--- Exercise ---
Looking through the listing that follows, count the lines that contain "Option" and give only that number.

--- Provided records ---
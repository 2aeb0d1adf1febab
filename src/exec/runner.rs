//! Sequential plan execution
//!
//! Targets run one at a time in plan order. For each target the runner
//! checks, in order: the condition gate (skip), required inputs (fatal
//! halt), failed hard predecessors (cascade and continue), and finally the
//! action itself. The context is read-only for the whole walk.

use std::collections::HashMap;
use std::time::Instant;

use chrono::Utc;

use super::report::{FailureReason, Outcome, RunReport, TargetResult};
use crate::domain::{Plan, RunContext, TargetGraph};

/// Executes the plan against the graph it was computed from
pub fn run(graph: &TargetGraph, plan: &Plan, ctx: &RunContext) -> RunReport {
    let started_at = Utc::now();

    let mut outcomes: HashMap<&str, Outcome> = HashMap::new();
    let mut results: Vec<TargetResult> = Vec::with_capacity(plan.len());
    let mut halted = false;

    for name in plan.iter() {
        let mut duration_ms = 0u64;

        let outcome = if halted {
            Outcome::NotRun
        } else if let Some(target) = graph.target(name) {
            if !target.is_enabled(ctx) {
                // Skipped targets never evaluate `requires` and count as
                // vacuously successful for their dependents.
                Outcome::Skipped
            } else if let Some(input) = target.missing_requirement(ctx) {
                halted = true;
                Outcome::Failed(FailureReason::MissingRequirement {
                    input: input.to_string(),
                })
            } else if let Some(dep) = failed_predecessor(graph, plan, &outcomes, name) {
                Outcome::Failed(FailureReason::UpstreamFailure {
                    dependency: dep.to_string(),
                })
            } else {
                let start = Instant::now();
                let result = (target.action)(ctx);
                duration_ms = start.elapsed().as_millis() as u64;
                match result {
                    Ok(()) => Outcome::Succeeded,
                    Err(e) => Outcome::Failed(FailureReason::Action {
                        message: format!("{:#}", e),
                    }),
                }
            }
        } else {
            // Only reachable when a plan is replayed against a different
            // graph than the one that produced it.
            Outcome::Failed(FailureReason::Action {
                message: format!("target '{}' is not registered", name),
            })
        };

        outcomes.insert(name, outcome.clone());
        results.push(TargetResult {
            name: name.to_string(),
            outcome,
            duration_ms,
        });
    }

    RunReport::new(results, started_at, Utc::now())
}

/// Finds a hard dependency of `name`, restricted to the plan, that failed
fn failed_predecessor<'g>(
    graph: &'g TargetGraph,
    plan: &Plan,
    outcomes: &HashMap<&str, Outcome>,
    name: &str,
) -> Option<&'g str> {
    graph
        .hard_dependencies(name)
        .into_iter()
        .find(|&dep| plan.contains(dep) && matches!(outcomes.get(dep), Some(Outcome::Failed(_))))
}

#[cfg(test)]
mod tests {
    use std::cell::RefCell;
    use std::rc::Rc;

    use super::*;
    use crate::domain::{plan, Target};
    use crate::exec::OverallResult;

    type Log = Rc<RefCell<Vec<String>>>;

    fn logged(name: &str, deps: &[&str], log: &Log) -> Target {
        let log = Rc::clone(log);
        let recorded = name.to_string();
        let mut t = Target::new(name, move |_| {
            log.borrow_mut().push(recorded.clone());
            Ok(())
        });
        t.depends_on = deps.iter().map(|s| s.to_string()).collect();
        t
    }

    fn failing(name: &str, deps: &[&str]) -> Target {
        let mut t = Target::new(name, |_| Err(anyhow::anyhow!("boom")));
        t.depends_on = deps.iter().map(|s| s.to_string()).collect();
        t
    }

    fn run_goals(targets: Vec<Target>, goals: &[&str], ctx: &RunContext) -> RunReport {
        let graph = TargetGraph::from_targets(targets).unwrap();
        let p = plan(&graph, goals).unwrap();
        run(&graph, &p, ctx)
    }

    #[test]
    fn successful_chain_runs_in_order() {
        let log: Log = Rc::default();
        let report = run_goals(
            vec![
                logged("restore", &[], &log),
                logged("compile", &["restore"], &log),
                logged("test", &["compile"], &log),
            ],
            &["test"],
            &RunContext::new(),
        );

        assert_eq!(report.overall, OverallResult::Success);
        assert_eq!(*log.borrow(), ["restore", "compile", "test"]);
        assert_eq!(report.outcome_of("compile"), Some(&Outcome::Succeeded));
    }

    #[test]
    fn false_condition_skips_without_evaluating_requires() {
        let log: Log = Rc::default();

        // push requires an input that is never set, but its condition is
        // false, so the requirement check must not run either.
        let mut push = logged("push", &[], &log);
        push.condition = Some(Box::new(|ctx| ctx.is_truthy("is-tag")));
        push.requires = vec!["api-key".into()];

        let report = run_goals(
            vec![push, logged("announce", &["push"], &log)],
            &["announce"],
            &RunContext::new(),
        );

        assert_eq!(report.outcome_of("push"), Some(&Outcome::Skipped));
        // Dependent of a skipped target still runs
        assert_eq!(report.outcome_of("announce"), Some(&Outcome::Succeeded));
        assert_eq!(report.overall, OverallResult::Success);
        assert_eq!(*log.borrow(), ["announce"]);
    }

    #[test]
    fn missing_requirement_halts_the_run() {
        let log: Log = Rc::default();

        let mut push = logged("push", &[], &log);
        push.requires = vec!["api-key".into()];
        // docs is unrelated to push but scheduled after it
        let docs = logged("docs", &["push"], &log);

        let report = run_goals(vec![push, docs], &["docs"], &RunContext::new());

        assert_eq!(
            report.outcome_of("push"),
            Some(&Outcome::Failed(FailureReason::MissingRequirement {
                input: "api-key".into()
            }))
        );
        assert_eq!(report.outcome_of("docs"), Some(&Outcome::NotRun));
        assert_eq!(report.overall, OverallResult::Fatal);
        assert!(log.borrow().is_empty());
    }

    #[test]
    fn missing_requirement_halts_unrelated_branches_too() {
        let log: Log = Rc::default();

        let mut gated = Target::new("gated", |_| Ok(()));
        gated.requires = vec!["token".into()];
        // "later" sorts after "gated", so it is scheduled second despite
        // having no relationship to it.
        let later = logged("later", &[], &log);

        let report = run_goals(vec![gated, later], &["gated", "later"], &RunContext::new());

        assert_eq!(report.outcome_of("later"), Some(&Outcome::NotRun));
        assert_eq!(report.overall, OverallResult::Fatal);
        assert!(log.borrow().is_empty());
    }

    #[test]
    fn satisfied_requirement_allows_execution() {
        let log: Log = Rc::default();
        let mut push = logged("push", &[], &log);
        push.requires = vec!["api-key".into()];

        let mut ctx = RunContext::new();
        ctx.set("api-key", "secret");

        let report = run_goals(vec![push], &["push"], &ctx);
        assert_eq!(report.overall, OverallResult::Success);
        assert_eq!(*log.borrow(), ["push"]);
    }

    #[test]
    fn action_failure_cascades_but_siblings_run() {
        let log: Log = Rc::default();
        let report = run_goals(
            vec![
                failing("compile", &[]),
                logged("test", &["compile"], &log),
                logged("lint", &[], &log),
                logged("all", &["test", "lint"], &log),
            ],
            &["all"],
            &RunContext::new(),
        );

        assert_eq!(
            report.outcome_of("compile"),
            Some(&Outcome::Failed(FailureReason::Action {
                message: "boom".into()
            }))
        );
        assert_eq!(
            report.outcome_of("test"),
            Some(&Outcome::Failed(FailureReason::UpstreamFailure {
                dependency: "compile".into()
            }))
        );
        // lint has no dependency on compile and still runs to completion
        assert_eq!(report.outcome_of("lint"), Some(&Outcome::Succeeded));
        // the cascade reaches transitively through test
        assert_eq!(
            report.outcome_of("all"),
            Some(&Outcome::Failed(FailureReason::UpstreamFailure {
                dependency: "test".into()
            }))
        );
        assert_eq!(report.overall, OverallResult::Failure);
        assert_eq!(*log.borrow(), ["lint"]);
    }

    #[test]
    fn requirement_check_precedes_upstream_check() {
        // Even with a failed dependency, a missing requirement is the
        // recorded (and halting) outcome.
        let mut gated = Target::new("gated", |_| Ok(()));
        gated.depends_on = vec!["broken".into()];
        gated.requires = vec!["token".into()];

        let report = run_goals(
            vec![failing("broken", &[]), gated],
            &["gated"],
            &RunContext::new(),
        );

        assert_eq!(
            report.outcome_of("gated"),
            Some(&Outcome::Failed(FailureReason::MissingRequirement {
                input: "token".into()
            }))
        );
        assert_eq!(report.overall, OverallResult::Fatal);
    }

    #[test]
    fn skipped_dependency_is_vacuously_successful() {
        let log: Log = Rc::default();

        let mut clean = logged("clean", &[], &log);
        clean.condition = Some(Box::new(|_| false));

        let report = run_goals(
            vec![clean, logged("restore", &["clean"], &log)],
            &["restore"],
            &RunContext::new(),
        );

        assert_eq!(report.outcome_of("clean"), Some(&Outcome::Skipped));
        assert_eq!(report.outcome_of("restore"), Some(&Outcome::Succeeded));
        assert_eq!(report.overall, OverallResult::Success);
    }

    #[test]
    fn action_error_message_is_recorded() {
        use anyhow::Context as _;

        let t = Target::new("flaky", |_| {
            Err(anyhow::anyhow!("exit status 3")).context("command `false` failed")
        });

        let report = run_goals(vec![t], &["flaky"], &RunContext::new());

        match report.outcome_of("flaky") {
            Some(Outcome::Failed(FailureReason::Action { message })) => {
                assert!(message.contains("command `false` failed"));
                assert!(message.contains("exit status 3"));
            }
            other => panic!("expected action failure, got {:?}", other),
        }
    }

    #[test]
    fn report_enumerates_every_plan_entry() {
        let report = run_goals(
            vec![
                failing("a", &[]),
                Target::new("b", |_| Ok(())),
                {
                    let mut c = Target::new("c", |_| Ok(()));
                    c.depends_on = vec!["a".into(), "b".into()];
                    c
                },
            ],
            &["c"],
            &RunContext::new(),
        );

        let names: Vec<&str> = report.results.iter().map(|r| r.name.as_str()).collect();
        assert_eq!(names, ["a", "b", "c"]);
    }

    #[test]
    fn empty_plan_is_a_successful_run() {
        let graph = TargetGraph::from_targets([]).unwrap();
        let p = plan(&graph, &[] as &[&str]).unwrap();
        let report = run(&graph, &p, &RunContext::new());

        assert!(report.results.is_empty());
        assert_eq!(report.overall, OverallResult::Success);
    }
}
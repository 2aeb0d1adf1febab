//! Target graph
//!
//! Validates a registration set of targets into an immutable directed
//! graph. `depends_on` produces hard edges (must run and succeed first);
//! `before`/`after` produce soft edges (ordering only). Name uniqueness,
//! reference resolution, and hard-edge cycle detection all happen here, at
//! registration time, before anything executes. Uses petgraph.

use petgraph::graph::{DiGraph, NodeIndex};
use petgraph::visit::EdgeRef;
use petgraph::Direction;
use std::collections::HashMap;
use thiserror::Error;

use super::target::Target;

#[derive(Debug, Error, PartialEq, Eq)]
pub enum GraphError {
    #[error("Duplicate target name: {0}")]
    DuplicateTarget(String),

    #[error("Target '{referrer}' references unknown target '{name}'")]
    UnknownTarget { referrer: String, name: String },

    #[error("Dependency cycle: {}", .0.join(" -> "))]
    Cycle(Vec<String>),
}

/// Kind of an edge in the target graph
#[derive(Debug, Clone, Copy, PartialEq, Eq)]
pub enum EdgeKind {
    /// From `depends_on`: predecessor must run and succeed
    Hard,
    /// From `before`/`after`: ordering only, no reachability
    Soft,
}

/// An immutable, validated graph of targets
///
/// Edges point in execution direction: an edge `a -> b` means `a` runs
/// before `b`.
pub struct TargetGraph {
    graph: DiGraph<String, EdgeKind>,
    node_map: HashMap<String, NodeIndex>,
    targets: HashMap<String, Target>,
}

impl TargetGraph {
    /// Validates a collection of targets into a graph
    ///
    /// Fails on duplicate names, references to unknown targets, and cycles
    /// in the hard-edge subgraph. A cycle formed only by soft edges is not
    /// an error here; it surfaces at planning time if the involved targets
    /// are ever scheduled together.
    pub fn from_targets(targets: impl IntoIterator<Item = Target>) -> Result<Self, GraphError> {
        let targets: Vec<Target> = targets.into_iter().collect();

        let mut graph = DiGraph::new();
        let mut node_map: HashMap<String, NodeIndex> = HashMap::new();

        // First pass: register all names
        for target in &targets {
            if node_map.contains_key(&target.name) {
                return Err(GraphError::DuplicateTarget(target.name.clone()));
            }
            let idx = graph.add_node(target.name.clone());
            node_map.insert(target.name.clone(), idx);
        }

        // Second pass: resolve references and add edges
        for target in &targets {
            let this = node_map[&target.name];

            let resolve = |name: &str| {
                node_map
                    .get(name)
                    .copied()
                    .ok_or_else(|| GraphError::UnknownTarget {
                        referrer: target.name.clone(),
                        name: name.to_string(),
                    })
            };

            for dep in &target.depends_on {
                let dep_idx = resolve(dep)?;
                add_edge(&mut graph, dep_idx, this, EdgeKind::Hard);
            }
            for succ in &target.before {
                let succ_idx = resolve(succ)?;
                add_edge(&mut graph, this, succ_idx, EdgeKind::Soft);
            }
            for pred in &target.after {
                let pred_idx = resolve(pred)?;
                add_edge(&mut graph, pred_idx, this, EdgeKind::Soft);
            }
        }

        if let Some(cycle) = find_hard_cycle(&graph) {
            return Err(GraphError::Cycle(cycle));
        }

        let targets = targets
            .into_iter()
            .map(|t| (t.name.clone(), t))
            .collect();

        Ok(Self {
            graph,
            node_map,
            targets,
        })
    }

    /// Returns the target definition for a name
    pub fn target(&self, name: &str) -> Option<&Target> {
        self.targets.get(name)
    }

    /// Returns true if the graph contains the target
    pub fn contains(&self, name: &str) -> bool {
        self.node_map.contains_key(name)
    }

    /// Returns the number of targets in the graph
    pub fn len(&self) -> usize {
        self.node_map.len()
    }

    /// Returns true if the graph is empty
    pub fn is_empty(&self) -> bool {
        self.node_map.is_empty()
    }

    /// Returns all target names, sorted
    pub fn names(&self) -> Vec<&str> {
        let mut names: Vec<&str> = self.node_map.keys().map(String::as_str).collect();
        names.sort_unstable();
        names
    }

    /// Returns the hard dependencies of a target (targets it depends on)
    pub fn hard_dependencies(&self, name: &str) -> Vec<&str> {
        self.neighbors(name, Direction::Incoming, Some(EdgeKind::Hard))
    }

    /// Returns the hard dependents of a target (targets that depend on it)
    pub fn hard_dependents(&self, name: &str) -> Vec<&str> {
        self.neighbors(name, Direction::Outgoing, Some(EdgeKind::Hard))
    }

    /// Returns every target ordered before this one (hard and soft)
    pub fn predecessors(&self, name: &str) -> Vec<&str> {
        self.neighbors(name, Direction::Incoming, None)
    }

    /// Returns every target ordered after this one (hard and soft)
    pub fn successors(&self, name: &str) -> Vec<&str> {
        self.neighbors(name, Direction::Outgoing, None)
    }

    fn neighbors(&self, name: &str, dir: Direction, kind: Option<EdgeKind>) -> Vec<&str> {
        let idx = match self.node_map.get(name) {
            Some(idx) => *idx,
            None => return Vec::new(),
        };

        let mut names: Vec<&str> = self
            .graph
            .edges_directed(idx, dir)
            .filter(|e| kind.map(|k| *e.weight() == k).unwrap_or(true))
            .map(|e| match dir {
                Direction::Incoming => e.source(),
                Direction::Outgoing => e.target(),
            })
            .map(|idx| self.graph[idx].as_str())
            .collect();
        names.sort_unstable();
        names
    }
}

/// Adds an edge, never downgrading an existing hard edge to soft
fn add_edge(graph: &mut DiGraph<String, EdgeKind>, from: NodeIndex, to: NodeIndex, kind: EdgeKind) {
    match graph.find_edge(from, to) {
        Some(edge) => {
            if kind == EdgeKind::Hard {
                graph[edge] = EdgeKind::Hard;
            }
        }
        None => {
            graph.add_edge(from, to, kind);
        }
    }
}

/// Finds a cycle in the hard-edge subgraph, if any
///
/// Depth-first search with recursion-stack marking; returns the ordered
/// names forming the cycle. Visit order is sorted by name so the reported
/// cycle is stable across runs.
fn find_hard_cycle(graph: &DiGraph<String, EdgeKind>) -> Option<Vec<String>> {
    #[derive(Clone, Copy, PartialEq)]
    enum Mark {
        Unvisited,
        OnStack,
        Done,
    }

    fn visit(
        graph: &DiGraph<String, EdgeKind>,
        node: NodeIndex,
        marks: &mut [Mark],
        stack: &mut Vec<NodeIndex>,
    ) -> Option<Vec<NodeIndex>> {
        marks[node.index()] = Mark::OnStack;
        stack.push(node);

        let mut succs: Vec<NodeIndex> = graph
            .edges(node)
            .filter(|e| *e.weight() == EdgeKind::Hard)
            .map(|e| e.target())
            .collect();
        succs.sort_by(|a, b| graph[*a].cmp(&graph[*b]));

        for succ in succs {
            match marks[succ.index()] {
                Mark::Unvisited => {
                    if let Some(cycle) = visit(graph, succ, marks, stack) {
                        return Some(cycle);
                    }
                }
                Mark::OnStack => {
                    let pos = stack.iter().position(|n| *n == succ)?;
                    return Some(stack[pos..].to_vec());
                }
                Mark::Done => {}
            }
        }

        stack.pop();
        marks[node.index()] = Mark::Done;
        None
    }

    let mut roots: Vec<NodeIndex> = graph.node_indices().collect();
    roots.sort_by(|a, b| graph[*a].cmp(&graph[*b]));

    let mut marks = vec![Mark::Unvisited; graph.node_count()];
    let mut stack = Vec::new();

    for root in roots {
        if marks[root.index()] == Mark::Unvisited {
            if let Some(cycle) = visit(graph, root, &mut marks, &mut stack) {
                return Some(cycle.into_iter().map(|idx| graph[idx].clone()).collect());
            }
        }
    }

    None
}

--- Task solution ---
5